▸ WORK TO COMPLETE:
Show all lines containing "profiler" from the data below.

++++ THE DATA ++++

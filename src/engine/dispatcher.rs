//! Dispatcher: owns the run state and drives every worker loop.
//!
//! A dispatcher is fixed at compile time by its algorithm, work size and
//! thread count:
//!
//! ```text
//! Dispatcher<A, Z, THREADS, P = A>
//!            │  │  │        └ primary variant on thread 0
//!            │  │  └ worker threads
//!            │  └ logical work units
//!            └ algorithm replicated over the work units
//! ```
//!
//! The layout (`Z` divisible by `THREADS × LANES`, at least one instance per
//! thread), the schedule length and the primary's schedule are checked by
//! `const` assertions evaluated when the dispatcher type is instantiated; an
//! invalid combination fails to compile.
//!
//! ## Run
//!
//! [`Dispatcher::run`] builds a rayon pool of exactly `THREADS` named threads
//! and broadcasts the worker loop to all of them. Broadcast index `0` is the
//! coordinator. Each thread builds its own [`WorkerSet`], starts at step `0`
//! and follows the control codes its step handlers return until one of them
//! halts. `run` takes `&mut self`, so two runs can never share a barrier.

use std::sync::atomic::AtomicI32;
use std::sync::Arc;
use std::time::{Duration, Instant};

use crate::engine::algorithm::Algorithm;
use crate::engine::barrier::PhaseBarrier;
use crate::engine::batch::Batch;
use crate::engine::config::RunOptions;
use crate::engine::error::{DispatchResult, StepOutOfRangeError};
use crate::engine::exchange::Exchange;
use crate::engine::scheduler::{RunContext, StepTable};
use crate::engine::types::{next_step, same_schedule, Policy, StepIndex, ThreadIndex, HALT};
use crate::engine::worker::{Partition, WorkerSet};
use crate::profiling::profiler::{self, Arg};

/// Statistics of one completed run.
#[derive(Debug, Clone, PartialEq, Eq)]
pub struct RunSummary {
    /// Worker threads that took part.
    pub threads: usize,

    /// Barrier cycles completed during the run.
    pub cycles: u64,

    /// Step handler invocations per thread, indexed by thread.
    pub invocations: Vec<u64>,

    /// Wall time from pool start to the last worker finishing.
    pub elapsed: Duration,
}

impl RunSummary {
    /// Step handler invocations summed over all threads.
    pub fn total_invocations(&self) -> u64 {
        self.invocations.iter().sum()
    }
}

/// Phase-synchronized executor of algorithm `A` over `Z` work units on
/// `THREADS` threads, with `P` as the coordinator's primary instance.
pub struct Dispatcher<A, const Z: usize, const THREADS: usize, P = A>
where
    A: Algorithm,
    P: Algorithm<Batch = A::Batch, Shared = A::Shared, Accumulator = A::Accumulator, Fields = A::Fields>,
{
    shared: Arc<A::Shared>,
    barrier: PhaseBarrier,
    exchange: Exchange<A::Batch, A::Fields>,
    master_code: AtomicI32,
    table: StepTable<A, P>,
    options: RunOptions,
    runs: u64,
}

impl<A, const Z: usize, const THREADS: usize, P> Dispatcher<A, Z, THREADS, P>
where
    A: Algorithm,
    P: Algorithm<Batch = A::Batch, Shared = A::Shared, Accumulator = A::Accumulator, Fields = A::Fields>,
{
    /// Work layout of this dispatcher type.
    pub const LAYOUT: Partition = Partition::new(Z, THREADS, <A::Batch as Batch>::LANES);

    const CHECK: () = {
        assert!(THREADS > 0, "dispatcher needs at least one thread");
        assert!(<A::Batch as Batch>::LANES > 0, "batch must have at least one lane");
        assert!(
            Self::LAYOUT.is_valid(),
            "Z must split into THREADS x LANES with at least one instance per thread"
        );
        assert!(!A::SCHEDULE.is_empty(), "schedule must contain at least one step");
        assert!(A::MAX_STEP + 1 == A::SCHEDULE.len(), "schedule must cover [0, MAX_STEP]");
        assert!(
            same_schedule(A::SCHEDULE, P::SCHEDULE),
            "primary variant must use the same schedule"
        );
    };

    /// Creates a dispatcher with default shared state and options.
    pub fn new() -> Self {
        Self::with_shared(A::Shared::default())
    }

    /// Creates a dispatcher around the given shared state.
    pub fn with_shared(shared: A::Shared) -> Self {
        let () = Self::CHECK;

        Self {
            shared: Arc::new(shared),
            barrier: PhaseBarrier::new(THREADS),
            exchange: Exchange::new(THREADS),
            master_code: AtomicI32::new(HALT),
            table: StepTable::build(),
            options: RunOptions::default(),
            runs: 0,
        }
    }

    /// Replaces the run options. They are validated by [`Dispatcher::run`].
    pub fn with_options(mut self, options: RunOptions) -> Self {
        self.options = options;
        self
    }

    /// Runs every worker loop to completion.
    ///
    /// # Errors
    ///
    /// * [`DispatchError::Config`](crate::DispatchError::Config) if the run
    ///   options are invalid,
    /// * [`DispatchError::ThreadPool`](crate::DispatchError::ThreadPool) if
    ///   the worker threads cannot be spawned,
    /// * [`DispatchError::StepOutOfRange`](crate::DispatchError::StepOutOfRange)
    ///   if a step transitioned past `MAX_STEP`. The lowest failing thread is
    ///   reported.
    pub fn run(&mut self) -> DispatchResult<RunSummary> {
        self.options.validate()?;

        let names = self.options.clone();
        let mut builder = rayon::ThreadPoolBuilder::new()
            .num_threads(THREADS)
            .thread_name(move |i| names.thread_name(i));
        if let Some(bytes) = self.options.stack_size() {
            builder = builder.stack_size(bytes);
        }
        let pool = builder.build()?;

        self.runs += 1;
        log::info!(
            "run {}: {} work units, {} threads, {} instances per thread, {} steps",
            self.runs,
            Z,
            THREADS,
            Self::LAYOUT.instances_per_thread(),
            A::SCHEDULE.len()
        );

        let _span = profiler::span("dispatcher::run").arg("threads", Arg::U64(THREADS as u64));
        let cycles_before = self.barrier.cycles();
        let started = Instant::now();

        let this = &*self;
        let reports = pool.broadcast(|ctx| this.worker_loop(ctx.index()));

        let elapsed = started.elapsed();
        let mut invocations = Vec::with_capacity(THREADS);
        let mut failure = None;
        for report in reports {
            match report {
                Ok(count) => invocations.push(count),
                Err((count, err)) => {
                    invocations.push(count);
                    failure.get_or_insert(err);
                }
            }
        }

        if let Some(err) = failure {
            log::error!("run {} aborted: {err}", self.runs);
            return Err(err.into());
        }

        let summary = RunSummary {
            threads: THREADS,
            cycles: self.barrier.cycles() - cycles_before,
            invocations,
            elapsed,
        };
        log::info!(
            "run {} finished in {:?}: {} step invocations, {} barrier cycles",
            self.runs,
            summary.elapsed,
            summary.total_invocations(),
            summary.cycles
        );
        Ok(summary)
    }

    /// Step loop of one worker thread. Returns the number of step handler
    /// invocations, paired with the error if the loop left the schedule.
    fn worker_loop(&self, thread: ThreadIndex) -> Result<u64, (u64, StepOutOfRangeError)> {
        profiler::thread_name(self.options.thread_name(thread));
        let span = profiler::span_fmt(format_args!("worker {thread}"));

        let partition = Self::LAYOUT;
        let mut set = WorkerSet::<A, P>::build(thread, &partition, &self.shared);
        log::debug!("thread {thread}: {} instances initialized", set.len());

        let ctx = RunContext::<A> {
            shared: self.shared.as_ref(),
            barrier: &self.barrier,
            exchange: &self.exchange,
            partition,
            master_code: &self.master_code,
        };
        let trace = self.options.trace_steps();

        let mut step: StepIndex = 0;
        let mut invocations = 0u64;
        let mut failure = None;
        while let Some(entry) = self.table.entry(step) {
            let code = (entry.handler)(&ctx, &mut set, step);
            invocations += 1;
            if trace {
                log::trace!("thread {thread}: step {step} ({}) -> {code}", entry.policy.name());
            }
            match next_step(code) {
                None => break,
                Some(next) if next <= A::MAX_STEP => step = next,
                Some(_) => {
                    failure = Some(StepOutOfRangeError {
                        thread,
                        from: step,
                        code,
                        max_step: A::MAX_STEP,
                    });
                    break;
                }
            }
        }

        drop(set);
        drop(span.arg("invocations", Arg::U64(invocations)));
        profiler::flush_thread();
        log::debug!("thread {thread}: halted after {invocations} step invocations");

        match failure {
            None => Ok(invocations),
            Some(err) => Err((invocations, err)),
        }
    }

    /// Shared run state.
    pub fn shared(&self) -> &A::Shared {
        &self.shared
    }

    /// Mutable shared state, for initialization between runs.
    ///
    /// Returns `None` while a clone of the shared handle handed out in
    /// [`Algorithm::init`] is still alive somewhere.
    pub fn shared_mut(&mut self) -> Option<&mut A::Shared> {
        Arc::get_mut(&mut self.shared)
    }

    /// Work layout.
    pub fn partition(&self) -> Partition {
        Self::LAYOUT
    }

    /// Current run options.
    pub fn options(&self) -> &RunOptions {
        &self.options
    }

    /// Schedule as seen by the step table, in step order.
    pub fn policies(&self) -> impl Iterator<Item = Policy> + '_ {
        self.table.policies()
    }

    /// Number of runs started so far.
    pub fn runs(&self) -> u64 {
        self.runs
    }
}

impl<A, const Z: usize, const THREADS: usize, P> Default for Dispatcher<A, Z, THREADS, P>
where
    A: Algorithm,
    P: Algorithm<Batch = A::Batch, Shared = A::Shared, Accumulator = A::Accumulator, Fields = A::Fields>,
{
    fn default() -> Self {
        Self::new()
    }
}

#[cfg(test)]
mod tests {
    use super::*;
    use crate::engine::batch::LaneBatch;
    use crate::engine::step::{SharedValue, StepResult};
    use crate::engine::algorithm::Outcome;
    use crate::engine::types::StepTag;

    #[derive(Default)]
    struct Totals {
        sum: SharedValue<u64>,
    }

    fn sum(s: &Totals) -> &SharedValue<u64> {
        &s.sum
    }

    #[derive(Default)]
    struct CountUp;

    impl Algorithm for CountUp {
        type Batch = LaneBatch<u64, 2>;
        type Shared = Totals;
        type Accumulator = ();
        type Fields = ();
        const SCHEDULE: &'static [Policy] = &[Policy::Parallel, Policy::Parallel];

        fn init(&mut self, _shared: &Arc<Totals>, _acc: &mut ()) {}

        fn step(&mut self, tag: StepTag, _acc: &mut ()) -> Outcome<Self> {
            match tag.step {
                0 => StepResult::fold(1, LaneBatch::splat(1), sum),
                _ => StepResult::control(HALT),
            }
        }
    }

    #[test]
    fn layout_follows_the_type() {
        let d = Dispatcher::<CountUp, 16, 2>::new();
        assert_eq!(d.partition(), Partition::new(16, 2, 2));
        assert_eq!(d.policies().count(), 2);
    }

    #[test]
    fn run_folds_and_reports() {
        let mut d = Dispatcher::<CountUp, 16, 2>::new();
        let summary = d.run().unwrap();
        assert_eq!(d.shared().sum.get(), 16);
        assert_eq!(summary.invocations, vec![2, 2]);
        assert_eq!(summary.cycles, 1);
        assert_eq!(d.runs(), 1);
    }

    #[test]
    fn shared_state_is_mutable_between_runs() {
        let mut d = Dispatcher::<CountUp, 8, 1>::new();
        d.run().unwrap();
        d.shared_mut().unwrap().sum.set(0);
        d.run().unwrap();
        assert_eq!(d.shared().sum.get(), 8);
    }
}
//! Per-thread running statistics.
//!
//! These types are meant to be used as (or inside) an algorithm's
//! `Accumulator`: the dispatcher gives every thread its own accumulator, the
//! instances of that thread update it during `Accumulate` steps, and an
//! `AccReset` step clears it. Accumulators never cross threads during a run;
//! when a run-wide figure is needed the algorithm publishes it through a fold
//! step instead.
//!
//! All types are plain `Copy` data with an associative [`merge`] so partial
//! statistics can still be combined after a run, in a fixed order, with
//! deterministic results.
//!
//! [`merge`]: Welford::merge

/// Number of observations.
#[derive(Clone, Copy, Debug, Default, PartialEq, Eq)]
pub struct Count(pub u64);

impl Count {
    /// Records one observation.
    #[inline]
    pub fn push(&mut self) {
        self.0 += 1;
    }

    /// Adds another counter.
    #[inline]
    pub fn merge(&mut self, other: &Count) {
        self.0 += other.0;
    }

    /// Back to zero.
    #[inline]
    pub fn reset(&mut self) {
        self.0 = 0;
    }
}

/// Floating-point running total.
#[derive(Clone, Copy, Debug, Default, PartialEq)]
pub struct Sum(pub f64);

impl Sum {
    /// Adds one value.
    #[inline]
    pub fn push(&mut self, x: f64) {
        self.0 += x;
    }

    /// Adds another total.
    #[inline]
    pub fn merge(&mut self, other: &Sum) {
        self.0 += other.0;
    }

    /// Back to zero.
    #[inline]
    pub fn reset(&mut self) {
        self.0 = 0.0;
    }
}

/// Smallest and largest observed value.
///
/// Starts at `(+inf, -inf)` so the first observation sets both bounds.
#[derive(Clone, Copy, Debug, PartialEq)]
pub struct MinMax {
    /// Smallest observed value.
    pub min: f64,

    /// Largest observed value.
    pub max: f64,
}

impl Default for MinMax {
    fn default() -> Self {
        Self {
            min: f64::INFINITY,
            max: f64::NEG_INFINITY,
        }
    }
}

impl MinMax {
    /// Widens the bounds to include `x`.
    #[inline]
    pub fn push(&mut self, x: f64) {
        self.min = self.min.min(x);
        self.max = self.max.max(x);
    }

    /// Widens the bounds to include another range.
    #[inline]
    pub fn merge(&mut self, other: &MinMax) {
        self.min = self.min.min(other.min);
        self.max = self.max.max(other.max);
    }

    /// `true` until the first observation.
    #[inline]
    pub fn is_empty(&self) -> bool {
        self.min > self.max
    }

    /// Back to the empty range.
    #[inline]
    pub fn reset(&mut self) {
        *self = Self::default();
    }
}

/// Welford's online mean and variance.
///
/// Numerically stable in a single pass; two partial states combine with
/// Chan et al.'s parallel update, so per-thread statistics can be merged
/// after a run.
#[derive(Clone, Copy, Debug, Default, PartialEq)]
pub struct Welford {
    /// Number of samples.
    pub n: u64,

    /// Running mean.
    pub mean: f64,

    /// Sum of squared deviations from the mean.
    pub m2: f64,
}

impl Welford {
    /// Incorporates one sample.
    pub fn push(&mut self, x: f64) {
        self.n += 1;
        let delta = x - self.mean;
        self.mean += delta / self.n as f64;
        self.m2 += delta * (x - self.mean);
    }

    /// Combines another partial state into this one.
    pub fn merge(&mut self, other: &Welford) {
        if other.n == 0 {
            return;
        }
        if self.n == 0 {
            *self = *other;
            return;
        }
        let n = self.n + other.n;
        let delta = other.mean - self.mean;
        let mean = self.mean + delta * other.n as f64 / n as f64;
        let m2 = self.m2 + other.m2 + delta * delta * (self.n as f64 * other.n as f64) / n as f64;
        *self = Welford { n, mean, m2 };
    }

    /// Unbiased sample variance; `0.0` with fewer than two samples.
    pub fn variance(&self) -> f64 {
        if self.n > 1 {
            self.m2 / (self.n - 1) as f64
        } else {
            0.0
        }
    }

    /// Forgets all samples.
    #[inline]
    pub fn reset(&mut self) {
        *self = Self::default();
    }
}

#[cfg(test)]
mod tests {
    use super::*;

    #[test]
    fn welford_matches_two_pass() {
        let xs = [2.0, 4.0, 4.0, 4.0, 5.0, 5.0, 7.0, 9.0];
        let mut w = Welford::default();
        for &x in &xs {
            w.push(x);
        }
        assert_eq!(w.n, 8);
        assert!((w.mean - 5.0).abs() < 1e-12);
        assert!((w.variance() - 32.0 / 7.0).abs() < 1e-12);
    }

    #[test]
    fn welford_merge_equals_single_stream() {
        let xs: Vec<f64> = (0..100).map(|i| (i as f64 * 0.37).sin()).collect();
        let mut whole = Welford::default();
        xs.iter().for_each(|&x| whole.push(x));

        let mut a = Welford::default();
        let mut b = Welford::default();
        xs[..37].iter().for_each(|&x| a.push(x));
        xs[37..].iter().for_each(|&x| b.push(x));
        a.merge(&b);

        assert_eq!(a.n, whole.n);
        assert!((a.mean - whole.mean).abs() < 1e-12);
        assert!((a.variance() - whole.variance()).abs() < 1e-12);
    }

    #[test]
    fn minmax_starts_empty() {
        let mut m = MinMax::default();
        assert!(m.is_empty());
        m.push(3.0);
        m.push(-1.0);
        assert_eq!((m.min, m.max), (-1.0, 3.0));
        m.reset();
        assert!(m.is_empty());
    }

    #[test]
    fn counters_merge_and_reset() {
        let mut c = Count::default();
        c.push();
        c.push();
        c.merge(&Count(3));
        assert_eq!(c, Count(5));
        c.reset();
        assert_eq!(c, Count(0));

        let mut s = Sum::default();
        s.push(1.5);
        s.merge(&Sum(2.5));
        assert_eq!(s, Sum(4.0));
    }
}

++++

▸ REPLY TO THE TASK:
use crate::profiling::profiler::{self, Arg};
        let _span = profiler::span("dispatcher::run").arg("threads", Arg::U64(THREADS as u64));
        profiler::thread_name(self.options.thread_name(thread));
        let span = profiler::span_fmt(format_args!("worker {thread}"));
        profiler::flush_thread();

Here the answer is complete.